Background: the latest European Society of Cardiology guidelines on heart failure (HF) recommend a pharmacological treatment including 4 drugs (ARNI or ACE-inhibitor, beta-blocker, SGLT-2 inhibitor and MRA), with a class I indication in patients with HFrEF. However, the implementation of the 4 pillars approach is still largely insufficient in clinical practice. The aim of the present study was to investigate incidence and determinants of sub-optimal HF drug-treatment.
Methods: we conducted a 2-months survey in the heart failure outpatient clinic at our first-level community hospital. Physicians were asked to record the drug treatment patients were actually taking, and in the absence of one of the four pillars drug, to specify the underlying reason.

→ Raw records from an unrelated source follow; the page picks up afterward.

impl QueueConfig {
    /// Create config from environment variables.
    pub fn from_env() -> Self {
        let defaults = Self::default();
        let secs = |name: &str, default: Duration| {
            std::env::var(name)
                .ok()
                .and_then(|s| s.parse().ok())
                .map(Duration::from_secs)
                .unwrap_or(default)
        };

        Self {
            redis_url: std::env::var("REDIS_URL").unwrap_or(defaults.redis_url),
            stream_name: std::env::var("QUEUE_STREAM").unwrap_or(defaults.stream_name),
            consumer_group: std::env::var("QUEUE_CONSUMER_GROUP").unwrap_or(defaults.consumer_group),
            dlq_stream_name: std::env::var("QUEUE_DLQ_STREAM").unwrap_or(defaults.dlq_stream_name),
            dlq_group: std::env::var("QUEUE_DLQ_GROUP").unwrap_or(defaults.dlq_group),
            max_deliveries: std::env::var("QUEUE_MAX_DELIVERIES")
                .ok()
                .and_then(|s| s.parse().ok())
                .unwrap_or(defaults.max_deliveries),
            message_ttl: secs("QUEUE_MESSAGE_TTL", defaults.message_ttl),
            claim_min_idle: secs("QUEUE_CLAIM_MIN_IDLE_SECS", defaults.claim_min_idle),
            consumer_active_window: secs("QUEUE_CONSUMER_ACTIVE_SECS", defaults.consumer_active_window),
            block_timeout: secs("QUEUE_BLOCK_SECS", defaults.block_timeout),
        }
    }

    /// Environment variables that reproduce this configuration through
    /// [`QueueConfig::from_env`].
    pub fn to_env(&self) -> Vec<(&'static str, String)> {
        vec![
            ("REDIS_URL", self.redis_url.clone()),
            ("QUEUE_STREAM", self.stream_name.clone()),
            ("QUEUE_CONSUMER_GROUP", self.consumer_group.clone()),
            ("QUEUE_DLQ_STREAM", self.dlq_stream_name.clone()),
            ("QUEUE_DLQ_GROUP", self.dlq_group.clone()),
            ("QUEUE_MAX_DELIVERIES", self.max_deliveries.to_string()),
            ("QUEUE_MESSAGE_TTL", self.message_ttl.as_secs().to_string()),
            ("QUEUE_CLAIM_MIN_IDLE_SECS", self.claim_min_idle.as_secs().to_string()),
            ("QUEUE_CONSUMER_ACTIVE_SECS", self.consumer_active_window.as_secs().to_string()),
            ("QUEUE_BLOCK_SECS", self.block_timeout.as_secs().to_string()),
        ]
    }

    /// Arguments recorded in the topology hash.
    fn declared_args(&self) -> Vec<(&'static str, String)> {
        vec![
            ("dead_letter_stream", self.dlq_stream_name.clone()),
            ("max_deliveries", self.max_deliveries.to_string()),
            ("message_ttl_secs", self.message_ttl.as_secs().to_string()),
        ]
    }
}

/// Snapshot of queue occupancy.
#[derive(Debug, Clone, Copy, Default, PartialEq, Eq)]
pub struct QueueStats {
    /// Messages not yet delivered to any consumer
    pub depth: u64,
    /// Delivered but unacknowledged messages
    pub pending: u64,
    /// Consumers that interacted within the active window
    pub consumers: u32,
    /// Messages in the dead letter stream
    pub dlq_depth: u64,
}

Results: 100 patients were enrolled, mean age 72±10 years old, 32 females. There were 36 HFpEF and 64 HFrEF patients. Quadruple therapy was present in 67 (HFpEF 58%, HFrEF 72%). Prescription rates of the four pillars drugs were: ARNI/ACE-inhibitor 96% (HFpEF 92%, HFrEF 98%; p=0.097), beta-blockers 98% (HFpEF 97%, HFrEF 98%; p>0.99), SGLT-2 inhibitor 81% (HFpEF 72%, HFrEF 86%; p=0.093), MRA 82% (HFpEF 78%, HFrEF 84%; p=0.410). No significant associations between age and sex with pharmacological treatments were noted (all p>0.05). Considering left ventricular ejection fraction (LVEF) as a continuous variable, patients under ARNI and SGLT-2 inhibitor treatments had lower values (43±10% vs 36±9%, p=0.001 and 43±9% vs 38±10%, p=0.034 respectively). Main reasons absent treatment were presence of chronic kidney disease with or without hyperkalemia (ARNI: 7%; ACE-inhibitor: 1%; BB: 0%; SGLT-2 inhibitor: 3%; MRA: 8%) and LVEF value (ARNI: 7%; Ace-inhibitor: 0%; BB: 0%; SGLT-2 inhibitor: 3%; MRA: 2%). Beta-blocker was not prescribed in 2% of the patients due to bradycardia. Hypotension leading to treatment discontinuation was more common in the ARNI group (ARNI: 8%; ACE-inhibitor: 1%; others: 0%).
Conclusions: in our sample, more than two thirds of HF patients were prescribed the quadruple heart failure pharmacological treatment. Save for hypotension in the ARNI treated patients, a high drug tolerability was observed. Physician-guided lack of prescription was influenced by the presence of chronic kidney disease and absent drug reimbursement due to LVEF cut-off as per AIFA criteria at the time of prescription. Results of this survey highlights potential areas to improve adherence to guidelines-directed medical treatments.